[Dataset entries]
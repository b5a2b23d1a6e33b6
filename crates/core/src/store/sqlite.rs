//! SQLite-backed persisted store.

use std::path::Path;
use std::sync::Mutex;

use chrono::{Duration, Utc};
use rusqlite::{params, Connection};

use super::{MovieRecord, MovieStore, StoreError, StoreStats};
use crate::torrent::TorrentInfo;

/// SQLite-backed movie/torrent/cache store.
pub struct SqliteStore {
    conn: Mutex<Connection>,
}

impl SqliteStore {
    /// Open (or create) the store at the given path.
    pub fn new(path: &Path) -> Result<Self, StoreError> {
        let conn = Connection::open(path).map_err(|e| StoreError::Database(e.to_string()))?;
        Self::initialize_schema(&conn)?;
        Ok(Self {
            conn: Mutex::new(conn),
        })
    }

    /// In-memory store (useful for testing).
    pub fn in_memory() -> Result<Self, StoreError> {
        let conn =
            Connection::open_in_memory().map_err(|e| StoreError::Database(e.to_string()))?;
        Self::initialize_schema(&conn)?;
        Ok(Self {
            conn: Mutex::new(conn),
        })
    }

    fn initialize_schema(conn: &Connection) -> Result<(), StoreError> {
        conn.execute_batch(
            r#"
            -- Resolved movie records, keyed by full request id
            CREATE TABLE IF NOT EXISTS movies (
                id TEXT PRIMARY KEY,
                record TEXT NOT NULL,
                last_updated TEXT NOT NULL
            );

            CREATE INDEX IF NOT EXISTS idx_movies_last_updated ON movies(last_updated);

            -- Torrent metadata, keyed by lowercase hex info hash
            CREATE TABLE IF NOT EXISTS torrents (
                info_hash TEXT PRIMARY KEY,
                info TEXT NOT NULL,
                created_at TEXT NOT NULL
            );

            -- Generic TTL'd key-value cache
            CREATE TABLE IF NOT EXISTS kv_cache (
                key TEXT PRIMARY KEY,
                value TEXT NOT NULL,
                expires_at TEXT NOT NULL
            );

            CREATE INDEX IF NOT EXISTS idx_kv_cache_expires ON kv_cache(expires_at);
            "#,
        )
        .map_err(|e| StoreError::Database(e.to_string()))?;

        Ok(())
    }

    fn decode_record(json: &str) -> Result<MovieRecord, StoreError> {
        serde_json::from_str(json).map_err(|e| StoreError::Serialization(e.to_string()))
    }
}

impl MovieStore for SqliteStore {
    fn get_movie(&self, id: &str) -> Result<Option<MovieRecord>, StoreError> {
        let conn = self.conn.lock().unwrap();

        let json: Option<String> = conn
            .query_row(
                "SELECT record FROM movies WHERE id = ?",
                params![id],
                |row| row.get(0),
            )
            .map(Some)
            .or_else(|e| match e {
                rusqlite::Error::QueryReturnedNoRows => Ok(None),
                _ => Err(StoreError::Database(e.to_string())),
            })?;

        json.map(|j| Self::decode_record(&j)).transpose()
    }

    fn save_movie(&self, id: &str, record: &MovieRecord) -> Result<(), StoreError> {
        let conn = self.conn.lock().unwrap();
        let json =
            serde_json::to_string(record).map_err(|e| StoreError::Serialization(e.to_string()))?;

        conn.execute(
            "INSERT INTO movies (id, record, last_updated) VALUES (?, ?, ?)
             ON CONFLICT(id) DO UPDATE SET record = excluded.record,
                                           last_updated = excluded.last_updated",
            params![id, &json, record.last_updated.to_rfc3339()],
        )
        .map_err(|e| StoreError::Database(e.to_string()))?;

        Ok(())
    }

    fn find_movie_by_source_id(
        &self,
        fragment: &str,
    ) -> Result<Option<(String, MovieRecord)>, StoreError> {
        let conn = self.conn.lock().unwrap();

        // Content index rather than key lookup: the slug is buried in the
        // record JSON, under the listed release or the scraped page.
        let row: Option<(String, String)> = conn
            .query_row(
                "SELECT id, record FROM movies
                 WHERE json_extract(record, '$.release.id') = ?1
                    OR json_extract(record, '$.movie_details.id') = ?1
                 LIMIT 1",
                params![fragment],
                |row| Ok((row.get(0)?, row.get(1)?)),
            )
            .map(Some)
            .or_else(|e| match e {
                rusqlite::Error::QueryReturnedNoRows => Ok(None),
                _ => Err(StoreError::Database(e.to_string())),
            })?;

        row.map(|(id, json)| Ok((id, Self::decode_record(&json)?)))
            .transpose()
    }

    fn get_torrent(&self, info_hash: &str) -> Result<Option<TorrentInfo>, StoreError> {
        let conn = self.conn.lock().unwrap();
        let info_hash = info_hash.to_lowercase();

        let json: Option<String> = conn
            .query_row(
                "SELECT info FROM torrents WHERE info_hash = ?",
                params![&info_hash],
                |row| row.get(0),
            )
            .map(Some)
            .or_else(|e| match e {
                rusqlite::Error::QueryReturnedNoRows => Ok(None),
                _ => Err(StoreError::Database(e.to_string())),
            })?;

        json.map(|j| {
            serde_json::from_str(&j).map_err(|e| StoreError::Serialization(e.to_string()))
        })
        .transpose()
    }

    fn save_torrent(&self, info_hash: &str, info: &TorrentInfo) -> Result<(), StoreError> {
        let conn = self.conn.lock().unwrap();
        let info_hash = info_hash.to_lowercase();
        let json =
            serde_json::to_string(info).map_err(|e| StoreError::Serialization(e.to_string()))?;

        conn.execute(
            "INSERT INTO torrents (info_hash, info, created_at) VALUES (?, ?, ?)
             ON CONFLICT(info_hash) DO UPDATE SET info = excluded.info",
            params![&info_hash, &json, Utc::now().to_rfc3339()],
        )
        .map_err(|e| StoreError::Database(e.to_string()))?;

        Ok(())
    }

    fn get_cache(&self, key: &str) -> Result<Option<serde_json::Value>, StoreError> {
        let conn = self.conn.lock().unwrap();

        let row: Option<(String, String)> = conn
            .query_row(
                "SELECT value, expires_at FROM kv_cache WHERE key = ?",
                params![key],
                |row| Ok((row.get(0)?, row.get(1)?)),
            )
            .map(Some)
            .or_else(|e| match e {
                rusqlite::Error::QueryReturnedNoRows => Ok(None),
                _ => Err(StoreError::Database(e.to_string())),
            })?;

        let Some((json, expires_at)) = row else {
            return Ok(None);
        };

        // Expired rows are misses even before the sweeper gets to them.
        let expired = chrono::DateTime::parse_from_rfc3339(&expires_at)
            .map(|e| e <= Utc::now())
            .unwrap_or(true);
        if expired {
            return Ok(None);
        }

        serde_json::from_str(&json)
            .map(Some)
            .map_err(|e| StoreError::Serialization(e.to_string()))
    }

    fn set_cache(
        &self,
        key: &str,
        value: &serde_json::Value,
        ttl_minutes: i64,
    ) -> Result<(), StoreError> {
        let conn = self.conn.lock().unwrap();
        let expires_at = (Utc::now() + Duration::minutes(ttl_minutes)).to_rfc3339();
        let json =
            serde_json::to_string(value).map_err(|e| StoreError::Serialization(e.to_string()))?;

        conn.execute(
            "INSERT INTO kv_cache (key, value, expires_at) VALUES (?, ?, ?)
             ON CONFLICT(key) DO UPDATE SET value = excluded.value,
                                            expires_at = excluded.expires_at",
            params![key, &json, &expires_at],
        )
        .map_err(|e| StoreError::Database(e.to_string()))?;

        Ok(())
    }

    fn delete_cache(&self, key: &str) -> Result<(), StoreError> {
        let conn = self.conn.lock().unwrap();
        conn.execute("DELETE FROM kv_cache WHERE key = ?", params![key])
            .map_err(|e| StoreError::Database(e.to_string()))?;
        Ok(())
    }

    fn clear_expired_cache(&self) -> Result<u32, StoreError> {
        let conn = self.conn.lock().unwrap();
        let removed = conn
            .execute(
                "DELETE FROM kv_cache WHERE expires_at <= ?",
                params![Utc::now().to_rfc3339()],
            )
            .map_err(|e| StoreError::Database(e.to_string()))?;
        Ok(removed as u32)
    }

    fn stats(&self) -> Result<StoreStats, StoreError> {
        let conn = self.conn.lock().unwrap();

        let count = |table: &str| -> Result<u64, StoreError> {
            conn.query_row(&format!("SELECT COUNT(*) FROM {}", table), [], |row| {
                row.get(0)
            })
            .map_err(|e| StoreError::Database(e.to_string()))
        };

        Ok(StoreStats {
            movies: count("movies")?,
            torrents: count("torrents")?,
            cache_entries: count("kv_cache")?,
        })
    }
}

#[cfg(test)]
mod tests {
    use super::*;
    use crate::lister::{MovieDetails, Release};
    use serde_json::json;

    fn test_store() -> SqliteStore {
        SqliteStore::in_memory().unwrap()
    }

    fn test_release(id: &str, title: &str) -> Release {
        Release {
            id: id.to_string(),
            title: title.to_string(),
            original_title: None,
            year: Some(2022),
            poster: Some("https://img.example/p.jpg".to_string()),
            details_link: format!("https://example.com/pelicula/{}/", id),
            quality: "1080p".to_string(),
            size_bytes: None,
            category: None,
        }
    }

    fn test_torrent(hash: &str) -> TorrentInfo {
        TorrentInfo {
            display_name: "Test.2022.1080p".to_string(),
            total_size: 0,
            file_count: 0,
            files: Vec::new(),
            main_video_file: None,
            info_hash: hash.to_string(),
            trackers: Vec::new(),
            quality: "1080p".to_string(),
            source: None,
            codec: None,
            language: "Latino".to_string(),
            group: None,
        }
    }

    #[test]
    fn test_movie_roundtrip() {
        let store = test_store();
        let record = MovieRecord::from_release(test_release("la-ballena-2022", "La Ballena"));

        store.save_movie("cc_la-ballena-2022", &record).unwrap();

        let loaded = store.get_movie("cc_la-ballena-2022").unwrap().unwrap();
        assert_eq!(loaded.release.as_ref().unwrap().id, "la-ballena-2022");
        assert!(loaded.meta.is_none());
    }

    #[test]
    fn test_get_movie_missing() {
        let store = test_store();
        assert!(store.get_movie("cc_nope").unwrap().is_none());
    }

    #[test]
    fn test_save_movie_overwrites() {
        let store = test_store();
        let mut record = MovieRecord::from_release(test_release("slug", "Old Title"));
        store.save_movie("cc_slug", &record).unwrap();

        record.release.as_mut().unwrap().title = "New Title".to_string();
        store.save_movie("cc_slug", &record).unwrap();

        let loaded = store.get_movie("cc_slug").unwrap().unwrap();
        assert_eq!(loaded.release.unwrap().title, "New Title");
    }

    #[test]
    fn test_find_by_release_slug() {
        let store = test_store();
        let record = MovieRecord::from_release(test_release("oppenheimer", "Oppenheimer"));
        store.save_movie("cc_oppenheimer", &record).unwrap();

        let (id, found) = store
            .find_movie_by_source_id("oppenheimer")
            .unwrap()
            .unwrap();
        assert_eq!(id, "cc_oppenheimer");
        assert_eq!(found.release.unwrap().id, "oppenheimer");

        assert!(store.find_movie_by_source_id("otra-cosa").unwrap().is_none());
    }

    #[test]
    fn test_find_by_details_slug() {
        let store = test_store();
        let mut record = MovieRecord::from_release(test_release("listing-slug", "Pelicula"));
        record.movie_details = Some(MovieDetails {
            id: Some("detail-slug".to_string()),
            ..MovieDetails::default()
        });
        store.save_movie("cc_listing-slug", &record).unwrap();

        let (id, _) = store.find_movie_by_source_id("detail-slug").unwrap().unwrap();
        assert_eq!(id, "cc_listing-slug");
    }

    #[test]
    fn test_torrent_roundtrip_and_case() {
        let store = test_store();
        let hash = "AABBCCDDEEFF00112233AABBCCDDEEFF00112233";
        store
            .save_torrent(hash, &test_torrent(&hash.to_lowercase()))
            .unwrap();

        let loaded = store.get_torrent(&hash.to_lowercase()).unwrap().unwrap();
        assert_eq!(loaded.quality, "1080p");

        // Lookup works with any case
        assert!(store.get_torrent(hash).unwrap().is_some());
    }

    #[test]
    fn test_cache_roundtrip() {
        let store = test_store();
        store
            .set_cache("meta:cc_x", &json!({"name": "X"}), 30)
            .unwrap();

        let value = store.get_cache("meta:cc_x").unwrap().unwrap();
        assert_eq!(value["name"], "X");

        store.delete_cache("meta:cc_x").unwrap();
        assert!(store.get_cache("meta:cc_x").unwrap().is_none());
    }

    #[test]
    fn test_cache_expired_read_is_miss() {
        let store = test_store();
        store.set_cache("old", &json!(1), -1).unwrap();
        assert!(store.get_cache("old").unwrap().is_none());
    }

    #[test]
    fn test_clear_expired_cache() {
        let store = test_store();
        store.set_cache("old", &json!(1), -1).unwrap();
        store.set_cache("fresh", &json!(2), 30).unwrap();

        let removed = store.clear_expired_cache().unwrap();
        assert_eq!(removed, 1);
        assert!(store.get_cache("fresh").unwrap().is_some());
    }

    #[test]
    fn test_stats() {
        let store = test_store();
        assert_eq!(store.stats().unwrap().movies, 0);

        store
            .save_movie(
                "cc_a",
                &MovieRecord::from_release(test_release("a", "A")),
            )
            .unwrap();
        store
            .save_torrent("aa".repeat(20).as_str(), &test_torrent(&"aa".repeat(20)))
            .unwrap();
        store.set_cache("k", &json!(null), 5).unwrap();

        let stats = store.stats().unwrap();
        assert_eq!(stats.movies, 1);
        assert_eq!(stats.torrents, 1);
        assert_eq!(stats.cache_entries, 1);
    }

    #[test]
    fn test_on_disk_store() {
        let dir = tempfile::tempdir().unwrap();
        let path = dir.path().join("test.db");

        {
            let store = SqliteStore::new(&path).unwrap();
            store
                .save_movie(
                    "cc_persisted",
                    &MovieRecord::from_release(test_release("persisted", "P")),
                )
                .unwrap();
        }

        // Reopen and verify durability
        let store = SqliteStore::new(&path).unwrap();
        assert!(store.get_movie("cc_persisted").unwrap().is_some());
    }
}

**About this exercise**
Look through the entries above, and wherever a line holds the string "params", copy it.

**Finished exercise**
use rusqlite::{params, Connection};
                params![id],
            params![id, &json, record.last_updated.to_rfc3339()],
                params![fragment],
                params![&info_hash],
            params![&info_hash, &json, Utc::now().to_rfc3339()],
                params![key],
            params![key, &json, &expires_at],
        conn.execute("DELETE FROM kv_cache WHERE key = ?", params![key])
                params![Utc::now().to_rfc3339()],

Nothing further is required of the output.